- **REQUIREMENT**
What lines of the data below hold the string "display"? Copy each one out.
+-------+
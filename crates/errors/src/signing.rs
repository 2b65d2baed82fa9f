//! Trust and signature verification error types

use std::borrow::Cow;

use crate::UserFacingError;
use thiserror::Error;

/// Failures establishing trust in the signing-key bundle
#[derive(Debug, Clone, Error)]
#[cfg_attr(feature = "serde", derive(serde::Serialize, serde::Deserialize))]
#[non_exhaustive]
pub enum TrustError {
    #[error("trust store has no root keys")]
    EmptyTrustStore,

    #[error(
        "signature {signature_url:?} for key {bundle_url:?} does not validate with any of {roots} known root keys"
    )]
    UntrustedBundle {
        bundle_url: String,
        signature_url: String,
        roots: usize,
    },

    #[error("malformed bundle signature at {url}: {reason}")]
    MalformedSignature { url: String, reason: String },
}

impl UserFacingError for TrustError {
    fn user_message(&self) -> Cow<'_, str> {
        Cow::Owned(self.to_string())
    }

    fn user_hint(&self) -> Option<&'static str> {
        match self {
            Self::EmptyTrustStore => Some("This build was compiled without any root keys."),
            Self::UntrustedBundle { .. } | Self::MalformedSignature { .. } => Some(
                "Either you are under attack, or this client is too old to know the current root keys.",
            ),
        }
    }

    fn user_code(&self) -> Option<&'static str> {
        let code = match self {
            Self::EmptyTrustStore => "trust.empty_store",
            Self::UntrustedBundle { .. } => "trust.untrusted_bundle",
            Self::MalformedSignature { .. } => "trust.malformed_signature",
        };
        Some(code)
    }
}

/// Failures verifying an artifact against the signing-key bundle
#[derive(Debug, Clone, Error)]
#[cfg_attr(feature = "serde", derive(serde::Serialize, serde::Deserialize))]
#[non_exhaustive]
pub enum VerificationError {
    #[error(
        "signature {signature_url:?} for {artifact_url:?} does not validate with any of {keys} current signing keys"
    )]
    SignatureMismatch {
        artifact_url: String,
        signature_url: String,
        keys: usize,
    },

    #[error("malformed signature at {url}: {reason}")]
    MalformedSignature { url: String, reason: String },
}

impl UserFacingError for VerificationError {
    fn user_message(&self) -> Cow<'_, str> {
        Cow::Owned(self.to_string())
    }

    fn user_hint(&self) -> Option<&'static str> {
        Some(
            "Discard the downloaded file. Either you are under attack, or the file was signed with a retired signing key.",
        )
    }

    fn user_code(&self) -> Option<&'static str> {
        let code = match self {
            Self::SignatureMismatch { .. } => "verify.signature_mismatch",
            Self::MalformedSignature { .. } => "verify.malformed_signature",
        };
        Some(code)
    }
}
+-------+
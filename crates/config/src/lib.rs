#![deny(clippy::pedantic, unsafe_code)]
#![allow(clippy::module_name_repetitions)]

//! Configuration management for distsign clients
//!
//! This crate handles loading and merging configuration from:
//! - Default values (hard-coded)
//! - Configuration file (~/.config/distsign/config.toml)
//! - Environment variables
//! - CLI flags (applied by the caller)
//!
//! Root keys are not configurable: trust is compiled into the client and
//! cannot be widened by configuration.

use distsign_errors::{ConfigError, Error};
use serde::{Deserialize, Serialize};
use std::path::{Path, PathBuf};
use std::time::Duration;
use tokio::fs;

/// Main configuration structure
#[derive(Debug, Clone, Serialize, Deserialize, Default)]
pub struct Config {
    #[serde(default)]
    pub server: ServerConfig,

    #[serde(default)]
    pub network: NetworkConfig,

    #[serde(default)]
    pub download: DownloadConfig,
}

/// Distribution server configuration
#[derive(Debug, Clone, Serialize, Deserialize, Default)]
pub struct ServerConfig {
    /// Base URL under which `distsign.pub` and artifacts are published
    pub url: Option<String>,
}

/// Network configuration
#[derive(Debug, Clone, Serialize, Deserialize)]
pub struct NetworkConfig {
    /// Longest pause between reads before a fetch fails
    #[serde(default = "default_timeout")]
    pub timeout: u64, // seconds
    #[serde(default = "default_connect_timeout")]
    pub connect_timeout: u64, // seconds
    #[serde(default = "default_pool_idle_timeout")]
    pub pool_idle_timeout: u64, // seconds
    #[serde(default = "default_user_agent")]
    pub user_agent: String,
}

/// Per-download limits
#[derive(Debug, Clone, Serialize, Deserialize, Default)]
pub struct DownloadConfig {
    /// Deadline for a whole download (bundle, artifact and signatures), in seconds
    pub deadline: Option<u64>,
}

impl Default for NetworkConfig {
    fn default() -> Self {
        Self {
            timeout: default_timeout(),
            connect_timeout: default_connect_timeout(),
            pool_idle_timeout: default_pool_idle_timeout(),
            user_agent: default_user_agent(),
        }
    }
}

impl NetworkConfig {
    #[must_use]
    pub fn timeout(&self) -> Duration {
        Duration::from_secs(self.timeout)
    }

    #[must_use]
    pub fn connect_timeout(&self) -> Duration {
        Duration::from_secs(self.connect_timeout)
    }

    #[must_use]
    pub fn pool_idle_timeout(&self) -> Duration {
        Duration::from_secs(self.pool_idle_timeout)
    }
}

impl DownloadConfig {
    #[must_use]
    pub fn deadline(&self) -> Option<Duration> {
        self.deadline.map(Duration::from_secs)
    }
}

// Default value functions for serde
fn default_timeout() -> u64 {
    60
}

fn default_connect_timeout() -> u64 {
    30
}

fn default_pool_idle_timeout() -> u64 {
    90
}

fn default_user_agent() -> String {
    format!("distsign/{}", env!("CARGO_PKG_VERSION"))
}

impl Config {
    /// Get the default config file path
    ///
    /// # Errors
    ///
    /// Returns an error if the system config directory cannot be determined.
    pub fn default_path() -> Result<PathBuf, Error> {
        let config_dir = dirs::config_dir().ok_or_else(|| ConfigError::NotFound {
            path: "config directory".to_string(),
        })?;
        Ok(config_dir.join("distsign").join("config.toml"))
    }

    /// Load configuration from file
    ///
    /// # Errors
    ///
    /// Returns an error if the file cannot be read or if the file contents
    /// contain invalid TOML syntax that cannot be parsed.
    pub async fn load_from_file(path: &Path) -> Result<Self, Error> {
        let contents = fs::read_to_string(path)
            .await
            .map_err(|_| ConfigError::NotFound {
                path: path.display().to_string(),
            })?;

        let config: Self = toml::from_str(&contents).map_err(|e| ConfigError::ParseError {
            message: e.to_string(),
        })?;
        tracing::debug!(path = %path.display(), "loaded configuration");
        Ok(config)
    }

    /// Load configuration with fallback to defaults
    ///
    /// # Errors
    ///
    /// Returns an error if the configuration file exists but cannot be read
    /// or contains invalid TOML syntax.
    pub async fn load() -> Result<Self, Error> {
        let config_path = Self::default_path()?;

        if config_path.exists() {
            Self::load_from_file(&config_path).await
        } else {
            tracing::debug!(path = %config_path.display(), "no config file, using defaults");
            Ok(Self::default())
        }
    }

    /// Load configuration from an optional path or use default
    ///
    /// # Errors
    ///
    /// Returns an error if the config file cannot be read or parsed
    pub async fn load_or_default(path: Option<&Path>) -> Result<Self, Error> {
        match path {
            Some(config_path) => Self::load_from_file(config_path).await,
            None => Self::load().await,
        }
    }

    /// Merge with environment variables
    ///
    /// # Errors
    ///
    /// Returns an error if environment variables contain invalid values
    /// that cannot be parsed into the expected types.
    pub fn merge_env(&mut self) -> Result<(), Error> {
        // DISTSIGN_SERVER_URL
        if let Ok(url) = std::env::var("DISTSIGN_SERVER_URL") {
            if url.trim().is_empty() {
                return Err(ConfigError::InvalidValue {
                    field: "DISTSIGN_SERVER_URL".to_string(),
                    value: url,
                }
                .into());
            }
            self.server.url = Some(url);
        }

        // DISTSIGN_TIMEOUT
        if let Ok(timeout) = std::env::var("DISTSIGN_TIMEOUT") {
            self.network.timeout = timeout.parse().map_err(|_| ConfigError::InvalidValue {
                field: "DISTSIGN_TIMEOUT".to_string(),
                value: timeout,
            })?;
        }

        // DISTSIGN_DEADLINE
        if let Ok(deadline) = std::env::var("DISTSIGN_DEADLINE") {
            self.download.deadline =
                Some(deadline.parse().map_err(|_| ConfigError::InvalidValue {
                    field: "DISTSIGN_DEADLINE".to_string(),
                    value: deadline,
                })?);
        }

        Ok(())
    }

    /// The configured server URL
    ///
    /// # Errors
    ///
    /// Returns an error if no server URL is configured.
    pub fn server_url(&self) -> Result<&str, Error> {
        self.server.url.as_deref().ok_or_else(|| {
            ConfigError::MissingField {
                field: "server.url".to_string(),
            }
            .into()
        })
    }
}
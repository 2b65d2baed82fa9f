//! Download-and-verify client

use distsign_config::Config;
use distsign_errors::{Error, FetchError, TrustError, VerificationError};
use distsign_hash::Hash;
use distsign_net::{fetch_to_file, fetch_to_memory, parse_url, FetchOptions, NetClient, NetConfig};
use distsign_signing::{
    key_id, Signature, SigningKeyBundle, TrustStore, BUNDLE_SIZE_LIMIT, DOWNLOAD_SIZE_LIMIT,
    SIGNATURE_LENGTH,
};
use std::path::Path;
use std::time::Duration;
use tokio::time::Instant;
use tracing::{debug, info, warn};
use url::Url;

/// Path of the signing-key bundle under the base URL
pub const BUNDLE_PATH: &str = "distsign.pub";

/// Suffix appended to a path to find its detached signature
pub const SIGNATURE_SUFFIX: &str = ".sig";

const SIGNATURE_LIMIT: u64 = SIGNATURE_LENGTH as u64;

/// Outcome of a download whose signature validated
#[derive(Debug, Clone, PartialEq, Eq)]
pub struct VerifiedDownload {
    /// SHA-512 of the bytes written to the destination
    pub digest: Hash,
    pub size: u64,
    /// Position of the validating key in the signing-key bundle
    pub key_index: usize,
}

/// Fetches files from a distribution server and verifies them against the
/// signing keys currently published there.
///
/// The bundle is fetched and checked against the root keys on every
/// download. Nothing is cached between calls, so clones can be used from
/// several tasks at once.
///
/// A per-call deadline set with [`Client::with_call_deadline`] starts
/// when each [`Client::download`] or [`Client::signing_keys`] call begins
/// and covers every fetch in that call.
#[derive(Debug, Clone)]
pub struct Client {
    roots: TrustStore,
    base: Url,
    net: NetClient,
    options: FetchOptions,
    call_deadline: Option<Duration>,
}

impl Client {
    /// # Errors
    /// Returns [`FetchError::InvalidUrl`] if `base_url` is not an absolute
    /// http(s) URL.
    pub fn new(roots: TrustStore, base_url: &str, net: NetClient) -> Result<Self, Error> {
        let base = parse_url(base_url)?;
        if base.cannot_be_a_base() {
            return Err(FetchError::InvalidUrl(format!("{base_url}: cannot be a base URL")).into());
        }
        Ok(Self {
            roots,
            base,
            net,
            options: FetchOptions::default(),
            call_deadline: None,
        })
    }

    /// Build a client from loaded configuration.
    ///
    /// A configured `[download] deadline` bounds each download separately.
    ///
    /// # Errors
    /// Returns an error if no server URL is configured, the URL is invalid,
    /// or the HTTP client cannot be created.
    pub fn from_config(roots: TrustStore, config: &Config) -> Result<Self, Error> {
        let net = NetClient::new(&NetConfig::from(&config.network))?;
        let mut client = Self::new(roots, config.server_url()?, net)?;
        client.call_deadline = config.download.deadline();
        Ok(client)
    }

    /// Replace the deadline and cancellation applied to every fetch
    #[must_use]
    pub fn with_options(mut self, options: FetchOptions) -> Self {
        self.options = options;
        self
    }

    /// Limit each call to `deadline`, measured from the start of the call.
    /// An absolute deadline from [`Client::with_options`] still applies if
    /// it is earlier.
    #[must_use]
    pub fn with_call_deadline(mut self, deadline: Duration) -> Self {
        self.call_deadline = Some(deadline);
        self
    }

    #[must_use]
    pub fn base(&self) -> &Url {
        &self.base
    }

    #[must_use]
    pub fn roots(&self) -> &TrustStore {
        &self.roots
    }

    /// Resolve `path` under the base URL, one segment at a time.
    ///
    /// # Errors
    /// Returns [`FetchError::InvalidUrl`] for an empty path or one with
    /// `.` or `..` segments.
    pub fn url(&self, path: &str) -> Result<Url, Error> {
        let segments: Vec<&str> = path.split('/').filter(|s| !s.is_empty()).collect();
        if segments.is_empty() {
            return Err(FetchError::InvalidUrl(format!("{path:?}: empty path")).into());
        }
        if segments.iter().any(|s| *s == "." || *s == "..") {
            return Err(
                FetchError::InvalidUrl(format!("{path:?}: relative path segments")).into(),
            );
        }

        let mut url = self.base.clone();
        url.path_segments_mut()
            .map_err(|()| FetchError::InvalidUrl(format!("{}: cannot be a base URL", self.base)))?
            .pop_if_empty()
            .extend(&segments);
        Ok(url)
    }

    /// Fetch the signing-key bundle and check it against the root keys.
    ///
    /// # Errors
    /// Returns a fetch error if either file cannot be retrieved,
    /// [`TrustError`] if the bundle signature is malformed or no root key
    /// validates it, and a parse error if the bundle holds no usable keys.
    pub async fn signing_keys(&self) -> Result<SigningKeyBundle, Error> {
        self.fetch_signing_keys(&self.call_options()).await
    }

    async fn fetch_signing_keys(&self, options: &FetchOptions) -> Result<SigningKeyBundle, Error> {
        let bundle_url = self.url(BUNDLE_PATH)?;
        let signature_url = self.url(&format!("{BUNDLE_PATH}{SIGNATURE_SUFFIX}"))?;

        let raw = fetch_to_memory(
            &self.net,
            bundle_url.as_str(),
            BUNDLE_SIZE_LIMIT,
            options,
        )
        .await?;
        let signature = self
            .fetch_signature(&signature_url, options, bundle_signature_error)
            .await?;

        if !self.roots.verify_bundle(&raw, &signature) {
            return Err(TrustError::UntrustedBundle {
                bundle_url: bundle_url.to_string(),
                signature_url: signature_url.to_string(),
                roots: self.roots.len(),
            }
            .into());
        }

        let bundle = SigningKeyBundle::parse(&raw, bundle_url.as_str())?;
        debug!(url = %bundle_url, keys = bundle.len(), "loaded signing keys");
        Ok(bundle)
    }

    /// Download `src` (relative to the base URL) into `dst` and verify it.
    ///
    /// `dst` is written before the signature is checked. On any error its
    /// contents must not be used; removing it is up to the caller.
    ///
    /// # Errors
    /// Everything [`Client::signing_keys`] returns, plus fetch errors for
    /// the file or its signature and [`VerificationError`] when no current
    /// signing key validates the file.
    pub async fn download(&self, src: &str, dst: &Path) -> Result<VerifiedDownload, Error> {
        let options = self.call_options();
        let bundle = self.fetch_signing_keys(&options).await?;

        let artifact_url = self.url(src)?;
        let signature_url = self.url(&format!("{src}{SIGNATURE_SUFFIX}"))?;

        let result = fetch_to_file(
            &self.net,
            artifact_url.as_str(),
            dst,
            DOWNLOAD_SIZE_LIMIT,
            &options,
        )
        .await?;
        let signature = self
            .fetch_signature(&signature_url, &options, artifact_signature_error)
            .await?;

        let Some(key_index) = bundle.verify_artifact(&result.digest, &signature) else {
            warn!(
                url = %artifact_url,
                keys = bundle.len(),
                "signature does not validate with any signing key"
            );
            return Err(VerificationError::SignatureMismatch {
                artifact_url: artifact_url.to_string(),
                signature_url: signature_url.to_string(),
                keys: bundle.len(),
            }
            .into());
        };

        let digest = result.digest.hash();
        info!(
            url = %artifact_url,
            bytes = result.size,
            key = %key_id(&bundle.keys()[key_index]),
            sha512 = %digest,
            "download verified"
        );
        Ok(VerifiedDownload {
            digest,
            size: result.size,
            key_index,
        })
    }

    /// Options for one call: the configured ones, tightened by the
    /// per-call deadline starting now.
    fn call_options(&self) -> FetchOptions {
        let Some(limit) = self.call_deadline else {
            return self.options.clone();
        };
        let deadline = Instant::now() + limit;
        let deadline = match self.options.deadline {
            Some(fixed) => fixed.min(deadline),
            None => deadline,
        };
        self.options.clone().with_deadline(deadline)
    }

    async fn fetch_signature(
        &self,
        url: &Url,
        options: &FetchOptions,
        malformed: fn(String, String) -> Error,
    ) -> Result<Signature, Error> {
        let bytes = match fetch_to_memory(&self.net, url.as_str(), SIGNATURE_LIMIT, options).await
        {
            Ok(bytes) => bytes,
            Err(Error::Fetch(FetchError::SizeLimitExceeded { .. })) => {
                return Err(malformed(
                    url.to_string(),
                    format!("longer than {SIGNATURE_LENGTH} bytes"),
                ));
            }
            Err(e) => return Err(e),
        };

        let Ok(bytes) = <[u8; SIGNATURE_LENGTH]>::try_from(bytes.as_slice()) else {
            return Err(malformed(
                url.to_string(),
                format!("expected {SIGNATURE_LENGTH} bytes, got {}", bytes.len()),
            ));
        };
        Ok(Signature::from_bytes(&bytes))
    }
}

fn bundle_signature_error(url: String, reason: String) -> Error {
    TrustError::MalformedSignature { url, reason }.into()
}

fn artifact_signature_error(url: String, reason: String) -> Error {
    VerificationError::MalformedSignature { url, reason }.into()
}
+-------+
- **THE ANSWER**
                path: path.display().to_string(),
        tracing::debug!(path = %path.display(), "loaded configuration");
            tracing::debug!(path = %config_path.display(), "no config file, using defaults");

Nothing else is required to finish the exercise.